Figure 1.
Characterization of E2 proteins expressed in HT-GPCA conditions.
(A) Schematic representation of the HT-GPCA method. This assay is based on the reconstitution of a luciferase activity upon co-expression of interacting partners in fusion with two inactive fragments of the Gaussia princeps luciferase (designated GL1 and GL2). The reconstituted Luciferase activity is estimated from a Normalized Luminescence Ratio (NLR) (B) 293T cells were transfected with the pTK6E2BS-Luc reporter and the GL2-E2 expressing plasmids. Fold activation is given relative to TK6E2BS-Luc in absence of E2. (C) E2-Firefly luciferase fusion proteins were expressed in 293T cells and the firefly luciferase activity was determined 24 h post-transfection. The results are expressed as a percentage of the activity obtained with the firefly luciferase only.
Figure 2.
Interaction of E2 with gold standards by HT-GPCA.
(A) Heat maps representing the interactions between the 12 E2 proteins (by columns) and the gold standards (rows). The colour represents Normalized Luminescence Ratio (NLR) obtained by HT-GPCA, from no interaction (black) to strong interactions (light blue). The red rectangles indicate interactions identified in the literature (LCE2-PPI) (B) Heat maps representing the interactions between the 12 E2 proteins (by columns) and the negative random set (rows). (C) Interaction between BRD4 CTD and mutated E2 proteins (16E2I73A and 18E2I77A) tested by HT-GPCA. The results are displayed relative to BRD4 CTD interaction with the wild-type E2 proteins.
Figure 3.
Interaction map between the 12 E2 proteins and the 121 cellular proteins by HT-GPCA and hierarchical clustering.
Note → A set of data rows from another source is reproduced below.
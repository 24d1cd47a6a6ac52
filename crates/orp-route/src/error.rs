//! Route-optimization error type.

use orp_core::NodeId;
use orp_delay::DelayError;
use thiserror::Error;

/// Errors produced by `orp-route`.
#[derive(Debug, Error)]
pub enum RouteError {
    #[error("invalid {name}: must be finite and > 0, got {value}")]
    InvalidParameters { name: &'static str, value: f64 },

    /// The topology holds no simple path between the endpoints.  A terminal
    /// outcome of a well-formed query, distinct from invalid input.
    #[error("no simple path from {from} to {to}")]
    NoPathFound { from: NodeId, to: NodeId },

    #[error("no link between {from} and {to}")]
    MissingLink { from: NodeId, to: NodeId },

    #[error("node {0} not in topology")]
    UnknownNode(NodeId),

    #[error("delay model: {0}")]
    Delay(#[from] DelayError),
}

pub type RouteResult<T> = Result<T, RouteError>;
(A) Heat maps representing the complete dataset of interactions between the 12 E2 proteins (by columns) and the 121 cellular proteins (by rows). The intensity of interaction is represented by the colour, from black (no interaction) to light blue (strong interactions) based on Normalized Luminescence Ratio (NLR). The E2-PPI profiles were clustered according to their similarities by hierarchical clustering (tree above the heat map). (B) Interaction dendrogram generated from the hierarchical clustering of E2-interaction profiles and phylogenetic tree based on E2 sequences alignment.
Table 1.
HR-specific interactions of the E2 proteins from HPV16 and HPV18.
Figure 4.
Topological analysis of the E2 interaction network.
(A) Cumulative distribution of node degree of a reconstructed human interactome (black curve) and the E2 interactome (red curve). The fraction of proteins under the estimated average degree of the human interactome (8) is represented. The characteristics of each interactome are given in the inset. (B) Distribution of degree probability of the human (black) and the E2 interactome (red). P(degree) is the probability to connect K other proteins in the network. For the human interactome, the straight line represents the linear regression fit of the data (with a correlation coefficient R2 = 0.91). For the E2 interactome, we could not fit the data to a linear regression (R2 = 0.34).
Figure 5.
E2-targeted functional families.
Cellular proteins (nodes) classified into enriched families based on the Gene Ontology annotations are colored according to the associated GO functions. Proteins shared by different families are bi-coloured. The network representation was generated by Cytoscape.
Table 2.
Functional enrichment analysis of E2 targets.
Figure 6.
Validation of HR-specific interactions.
(A) HeLa cells were transfected by pTK6E2BS-Luc reporter and HPV16 or HPV18 E2 expression plasmids. Where indicated, GTF2B was added. Fold activation is given relative to TK6E2BS-Luc in the absence of E2. (B) HeLa cells were transfected with a pool of four siRNA targeting GTF2B or control siRNA (Scramble). 48 h post silencing, pTK6E2BS reporter plasmid was transfected along with E2 expression plasmids. Results are given as a fold activation relative to TK6E2BS basal activity in the presence of the same siRNA. Experiments were performed in triplicate with each bar representing the mean ± SD. The stars (***) indicate a statistical significant difference between fold activation by 16E2 with a scramble siRNA or a GTF2B-directed siRNA directed (p-value<0,001) (C) HaCaT cells were co-transfected by GFP-E2 proteins from HPV16 or HPV18 and mCherry-VPS39. 24 h later, cells were fixed in 4% paraformaldehyde, stained with DAPI and subjected to fluorescence microscopy.
Figure 7.
Fluorescence analysis of interactions between E2 proteins and intracellular transport proteins.
(A–D) HaCaT cells were cotransfected with expression plasmids for the indicated GFP-E2 proteins and mCherry-VPS52 (A), mCherry-VPS39 (B), mCherry-CLTA (C), and mCherry-KIF20A(D). After fixation, the cells were subjected to fluorescence microscopy after counterstaining of the nucleus with DAPI.